EXERCISE PROMPT:
Answer with the number of lines in the records that contain "server" and with nothing else.

──────── INFORMATION SHOWN ────────

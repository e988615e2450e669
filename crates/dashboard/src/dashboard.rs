//! The dashboard controller: owns the render targets and the query state,
//! runs mutation handlers and reloads whatever each action invalidates.
//!
//! Every operation takes `&mut self`, so two loads can never overlap on the
//! same dashboard: the last one started is also the last one applied.

use std::path::{Path, PathBuf};

use api_types::summary::SummaryResult;
use chrono::NaiveDate;
use thiserror::Error;

use crate::{
    client::{ApiError, Client},
    commands::{Action, Command, DownloadKind, FormError, RefreshSet},
    money::AmountFormat,
    state::{FilterState, MonthSelector, PeriodSelection},
    views::{CanvasId, ChartRegistry, ChartSlot, ChartSpec, ChartSurface, SummaryPanel, TransactionTable},
};

#[derive(Debug, Error)]
pub enum DashboardError {
    #[error("{0}")]
    Api(#[from] ApiError),
    #[error("{0}")]
    Form(#[from] FormError),
    #[error("cannot write download: {0}")]
    Io(#[from] std::io::Error),
}

/// Result of a mutation the server accepted.
#[derive(Debug)]
pub struct Outcome {
    pub action: Action,
    /// Confirmation shown to the user.
    pub message: String,
    /// Result of reloading the action's refresh set. A failure here does not
    /// undo the write.
    pub refresh: Result<(), ApiError>,
}

pub struct Dashboard<S: ChartSurface = ChartRegistry> {
    client: Client,
    format: AmountFormat,
    surface: S,
    filter: FilterState,
    months: MonthSelector,
    summary: Option<SummaryPanel>,
    budget: Option<f64>,
    category_chart: ChartSlot,
    trend_chart: ChartSlot,
    table: TransactionTable,
    categories: Vec<String>,
}

impl<S: ChartSurface> Dashboard<S> {
    pub fn new(client: Client, format: AmountFormat, surface: S) -> Self {
        Self {
            client,
            format,
            surface,
            filter: FilterState::default(),
            months: MonthSelector::default(),
            summary: None,
            budget: None,
            category_chart: ChartSlot::new(CanvasId::Category),
            trend_chart: ChartSlot::new(CanvasId::Trend),
            table: TransactionTable::default(),
            categories: Vec::new(),
        }
    }

    /// Startup: fills the month selector (current month selected), then
    /// loads categories, the transaction table and the summary.
    pub async fn init(&mut self, today: NaiveDate) -> Result<(), ApiError> {
        self.months = MonthSelector::populate(today);
        self.load_categories().await;
        let transactions = self.load_transactions().await;
        let summary = self.load_summary().await;
        transactions.and(summary)
    }

    /// Reloads the category list. Failures keep the previous list.
    pub async fn load_categories(&mut self) {
        match self.client.categories().await {
            Ok(categories) => self.categories = categories,
            Err(err) => tracing::warn!("failed to load categories: {err}"),
        }
    }

    pub async fn load_transactions(&mut self) -> Result<(), ApiError> {
        let transactions = self.client.transactions(&self.filter).await?;
        tracing::debug!("loaded {} transactions", transactions.len());
        self.table.replace(&transactions, &self.format);
        Ok(())
    }

    /// Reloads the summary panel and both charts for the selected month.
    pub async fn load_summary(&mut self) -> Result<(), ApiError> {
        let period = self.months.period();
        let summary = self.client.summary(&period).await?;
        self.render_summary(&summary);
        Ok(())
    }

    fn render_summary(&mut self, summary: &SummaryResult) {
        self.summary = Some(SummaryPanel::from_summary(summary, &self.format));
        self.budget = Some(summary.budget);
        self.category_chart
            .render(&mut self.surface, ChartSpec::category(summary));
        self.trend_chart
            .render(&mut self.surface, ChartSpec::trend(summary));
    }

    /// Reloads the render targets named by `set`, table first.
    pub async fn refresh(&mut self, set: RefreshSet) -> Result<(), ApiError> {
        if set.transactions {
            self.load_transactions().await?;
        }
        if set.summary {
            self.load_summary().await?;
        }
        if set.categories {
            self.load_categories().await;
        }
        Ok(())
    }

    /// Runs one mutation and its refresh set.
    ///
    /// When the write fails nothing is reloaded and every view keeps its
    /// content. Once the write succeeded the call returns `Ok`, with any
    /// reload failure carried in [`Outcome::refresh`].
    pub async fn dispatch(
        &mut self,
        command: Command,
        today: NaiveDate,
    ) -> Result<Outcome, DashboardError> {
        let action = command.action();
        let message = self.mutate(command, today).await.inspect_err(|err| {
            tracing::warn!("{action:?} failed: {err}");
        })?;
        tracing::info!("{action:?}: {message}");

        let refresh = self.refresh(action.refresh_set()).await;
        if let Err(err) = &refresh {
            tracing::warn!("refresh after {action:?} failed: {err}");
        }
        Ok(Outcome {
            action,
            message,
            refresh,
        })
    }

    async fn mutate(&self, command: Command, today: NaiveDate) -> Result<String, DashboardError> {
        let message = match command {
            Command::CreateTransaction(form) => {
                let payload = form.collect(today)?;
                let created = self.client.create_transaction(&payload).await?;
                tracing::debug!("created transaction {}", created.id);
                "Transaction added".to_string()
            }
            Command::UpdateTransaction { id, form } => {
                let payload = form.collect(today)?;
                self.client.update_transaction(id, &payload).await?;
                "Transaction updated".to_string()
            }
            Command::DeleteTransaction { id } => {
                self.client.delete_transaction(id).await?;
                "Transaction deleted".to_string()
            }
            Command::CreateRecurring(form) => {
                let rule = form.collect(today)?;
                self.client.create_recurring(&rule).await?;
                "Recurring added".to_string()
            }
            Command::RunRecurring => {
                let res = self.client.run_recurring().await?;
                format!("Recurring run. Added dates: {}", res.created_dates.join(","))
            }
            Command::ImportCsv { path } => {
                let res = self.client.import_csv(&path).await?;
                format!("Imported: {}", res.inserted)
            }
            Command::RestoreBackup { path } => {
                let res = self.client.restore_json(&path).await?;
                format!("Restored: {}", res.inserted)
            }
            Command::SaveBudget(form) => {
                let monthly_budget = form.collect()?;
                self.client.save_budget(monthly_budget).await?;
                "Budget saved".to_string()
            }
        };
        Ok(message)
    }

    /// Downloads a file endpoint into `dir` and returns the written path.
    ///
    /// The CSV export honours the current filter. No view is reloaded.
    pub async fn download(&self, kind: DownloadKind, dir: &Path) -> Result<PathBuf, DashboardError> {
        let download = match kind {
            DownloadKind::ExportCsv => self.client.export_csv(&self.filter).await?,
            DownloadKind::BackupJson => self.client.backup_json().await?,
        };
        let file_name = download
            .file_name
            .unwrap_or_else(|| kind.default_file_name().to_string());

        tokio::fs::create_dir_all(dir).await?;
        let path = dir.join(file_name);
        tokio::fs::write(&path, download.content).await?;
        tracing::info!("{kind:?} written to {}", path.display());
        Ok(path)
    }

    /// Replaces the filter and reloads the transaction table.
    pub async fn apply_filter(&mut self, filter: FilterState) -> Result<(), ApiError> {
        self.filter = filter;
        self.load_transactions().await
    }

    /// Selects a month of the selector and reloads the summary for it.
    pub async fn select_month(&mut self, index: usize) -> Result<(), ApiError> {
        self.months.select(index);
        self.load_summary().await
    }

    pub fn months_mut(&mut self) -> &mut MonthSelector {
        &mut self.months
    }

    pub fn months(&self) -> &MonthSelector {
        &self.months
    }

    pub fn period(&self) -> PeriodSelection {
        self.months.period()
    }

    pub fn filter(&self) -> &FilterState {
        &self.filter
    }

    pub fn summary(&self) -> Option<&SummaryPanel> {
        self.summary.as_ref()
    }

    /// Budget reported by the last summary load, used to pre-fill the budget
    /// form.
    pub fn budget(&self) -> Option<f64> {
        self.budget
    }

    pub fn table(&self) -> &TransactionTable {
        &self.table
    }

    pub fn table_mut(&mut self) -> &mut TransactionTable {
        &mut self.table
    }

    pub fn categories(&self) -> &[String] {
        &self.categories
    }

    pub fn surface(&self) -> &S {
        &self.surface
    }

    pub fn chart(&self, canvas: CanvasId) -> &ChartSlot {
        match canvas {
            CanvasId::Category => &self.category_chart,
            CanvasId::Trend => &self.trend_chart,
        }
    }

    pub fn format(&self) -> &AmountFormat {
        &self.format
    }

    pub fn client(&self) -> &Client {
        &self.client
    }
}
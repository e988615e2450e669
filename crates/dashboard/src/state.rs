//! Client-side query state: the transaction filter and the selected month.
//!
//! Both live for the whole session, start from their defaults, and are only
//! changed by explicit user input. Nothing here is persisted.

use api_types::Kind;
use chrono::{Datelike, Months, NaiveDate};

/// Number of month buckets offered by the month selector.
pub const MONTHS_OFFERED: usize = 12;

/// Filters applied to the transaction table and to CSV exports.
#[derive(Debug, Clone, Default, PartialEq, Eq)]
pub struct FilterState {
    pub query: String,
    pub date_from: Option<NaiveDate>,
    pub date_to: Option<NaiveDate>,
    pub category: Option<String>,
    pub kind: Option<Kind>,
}

impl FilterState {
    /// Search text as sent to the server, `None` when blank.
    pub fn search_text(&self) -> Option<&str> {
        non_blank(&self.query)
    }

    /// Category filter, `None` when unset or blank.
    pub fn category_name(&self) -> Option<&str> {
        self.category.as_deref().and_then(non_blank)
    }

    pub fn is_empty(&self) -> bool {
        self.search_text().is_none()
            && self.date_from.is_none()
            && self.date_to.is_none()
            && self.category_name().is_none()
            && self.kind.is_none()
    }
}

fn non_blank(value: &str) -> Option<&str> {
    let trimmed = value.trim();
    (!trimmed.is_empty()).then_some(trimmed)
}

/// Period the summary and charts are computed for.
///
/// Both fields absent means "let the server pick the current period".
#[derive(Debug, Clone, Copy, Default, PartialEq, Eq)]
pub struct PeriodSelection {
    pub year: Option<i32>,
    pub month: Option<u32>,
}

impl PeriodSelection {
    pub const CURRENT: PeriodSelection = PeriodSelection {
        year: None,
        month: None,
    };

    pub fn new(year: i32, month: u32) -> Self {
        Self {
            year: Some(year),
            month: Some(month),
        }
    }

    /// Decodes a selector value such as `2026-3`.
    ///
    /// Anything that is not `<year>-<month 1..=12>` falls back to the current
    /// period.
    pub fn from_selector_value(value: &str) -> Self {
        let Some((year, month)) = value.trim().split_once('-') else {
            return Self::CURRENT;
        };
        match (year.parse::<i32>(), month.parse::<u32>()) {
            (Ok(year), Ok(month)) if (1..=12).contains(&month) => Self::new(year, month),
            _ => Self::CURRENT,
        }
    }

    /// Encodes the period the way the selector stores it (`2026-3`).
    pub fn selector_value(&self) -> Option<String> {
        Some(format!("{}-{}", self.year?, self.month?))
    }
}

/// One entry of the month selector.
#[derive(Debug, Clone, PartialEq, Eq)]
pub struct MonthOption {
    /// Human readable label, e.g. `Oct 2026`.
    pub label: String,
    /// Encoded `year-month` pair, e.g. `2026-10`.
    pub value: String,
}

/// The month selector: the twelve most recent months, newest first.
#[derive(Debug, Clone, Default, PartialEq, Eq)]
pub struct MonthSelector {
    options: Vec<MonthOption>,
    selected: usize,
}

impl MonthSelector {
    /// Builds the selector ending at the month containing `today`, with that
    /// month selected.
    pub fn populate(today: NaiveDate) -> Self {
        let first = today.with_day(1).unwrap_or(today);
        let options = (0..MONTHS_OFFERED as u32)
            .filter_map(|offset| first.checked_sub_months(Months::new(offset)))
            .map(|date| MonthOption {
                label: date.format("%b %Y").to_string(),
                value: format!("{}-{}", date.year(), date.month()),
            })
            .collect();

        Self {
            options,
            selected: 0,
        }
    }

    pub fn options(&self) -> &[MonthOption] {
        &self.options
    }

    pub fn selected_index(&self) -> usize {
        self.selected
    }

    pub fn selected(&self) -> Option<&MonthOption> {
        self.options.get(self.selected)
    }

    /// Resolves the selection into a period; an empty selector means the
    /// current period.
    pub fn period(&self) -> PeriodSelection {
        self.selected()
            .map(|option| PeriodSelection::from_selector_value(&option.value))
            .unwrap_or(PeriodSelection::CURRENT)
    }

    /// Selects the option at `index`; out of range indexes are ignored.
    pub fn select(&mut self, index: usize) -> bool {
        if index < self.options.len() && index != self.selected {
            self.selected = index;
            return true;
        }
        false
    }

    /// Moves one month back in time (down the list).
    pub fn select_older(&mut self) -> bool {
        self.select(self.selected + 1)
    }

    /// Moves one month forward in time (up the list).
    pub fn select_newer(&mut self) -> bool {
        match self.selected.checked_sub(1) {
            Some(index) => self.select(index),
            None => false,
        }
    }
}
use ratatui::{
    Frame,
    layout::Rect,
    style::{Modifier, Style},
    text::{Line, Span},
    widgets::{Clear, Paragraph, Wrap},
};

use crate::{
    app::{FormKind, FormState},
    ui::{
        components::panel::{Panel, Tone},
        theme::Theme,
    },
};

/// Renders an open form as a popup over the dashboard.
pub fn render(frame: &mut Frame<'_>, area: Rect, form: &FormState, categories: &[String]) {
    let theme = Theme::default();

    let mut lines: Vec<Line<'_>> = form
        .fields()
        .enumerate()
        .map(|(index, (label, value))| {
            let focused = index == form.focus;
            let marker = if focused { "› " } else { "  " };
            let label_style = if focused {
                Style::default()
                    .fg(theme.accent)
                    .add_modifier(Modifier::BOLD)
            } else {
                Style::default().fg(theme.dim)
            };
            let cursor = if focused { "▏" } else { "" };
            Line::from(vec![
                Span::styled(format!("{marker}{label:<14}"), label_style),
                Span::styled(format!("{value}{cursor}"), Style::default().fg(theme.text)),
            ])
        })
        .collect();

    if let Some(help) = field_help(form, categories) {
        lines.push(Line::default());
        lines.push(Line::from(Span::styled(help, Style::default().fg(theme.dim))));
    }
    if let Some(message) = &form.message {
        lines.push(Line::default());
        lines.push(Line::from(Span::styled(
            message.as_str(),
            Style::default().fg(theme.error),
        )));
    }

    let height = lines.len() as u16 + 4;
    let rect = centered_rect(area, 64, height);
    frame.render_widget(Clear, rect);
    Panel::new(form.kind.title(), &theme).tone(Tone::Focused).render(
        frame,
        rect,
        Paragraph::new(lines).wrap(Wrap { trim: false }),
    );
}

/// Renders the delete confirmation popup.
pub fn render_confirm(frame: &mut Frame<'_>, area: Rect, title: &str) {
    let theme = Theme::default();
    let lines = vec![
        Line::from(format!("Delete \"{title}\"?")),
        Line::from(Span::styled("y / n", Style::default().fg(theme.dim))),
    ];

    let rect = centered_rect(area, 48, 4);
    frame.render_widget(Clear, rect);
    Panel::new("Confirm", &theme)
        .tone(Tone::Alert)
        .render(frame, rect, Paragraph::new(lines));
}

fn field_help(form: &FormState, categories: &[String]) -> Option<String> {
    let label = form.kind.labels().get(form.focus)?;
    let help = match (form.kind, *label) {
        (_, "Kind") => "expense or income (empty: expense)".to_string(),
        (_, "Date" | "Next date" | "From" | "To") => "YYYY-MM-DD".to_string(),
        (_, "Cadence") => "monthly or weekly (empty: monthly)".to_string(),
        (_, "Category") if !categories.is_empty() => format!("Known: {}", categories.join(", ")),
        (FormKind::ImportCsv, _) => "CSV file to upload".to_string(),
        (FormKind::RestoreBackup, _) => "JSON backup to restore".to_string(),
        _ => return None,
    };
    Some(help)
}

fn centered_rect(area: Rect, width: u16, height: u16) -> Rect {
    let width = width.min(area.width);
    let height = height.min(area.height);
    Rect {
        x: area.x + (area.width - width) / 2,
        y: area.y + (area.height - height) / 2,
        width,
        height,
    }
}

────────

SOLUTION FOR THIS EXERCISE:
3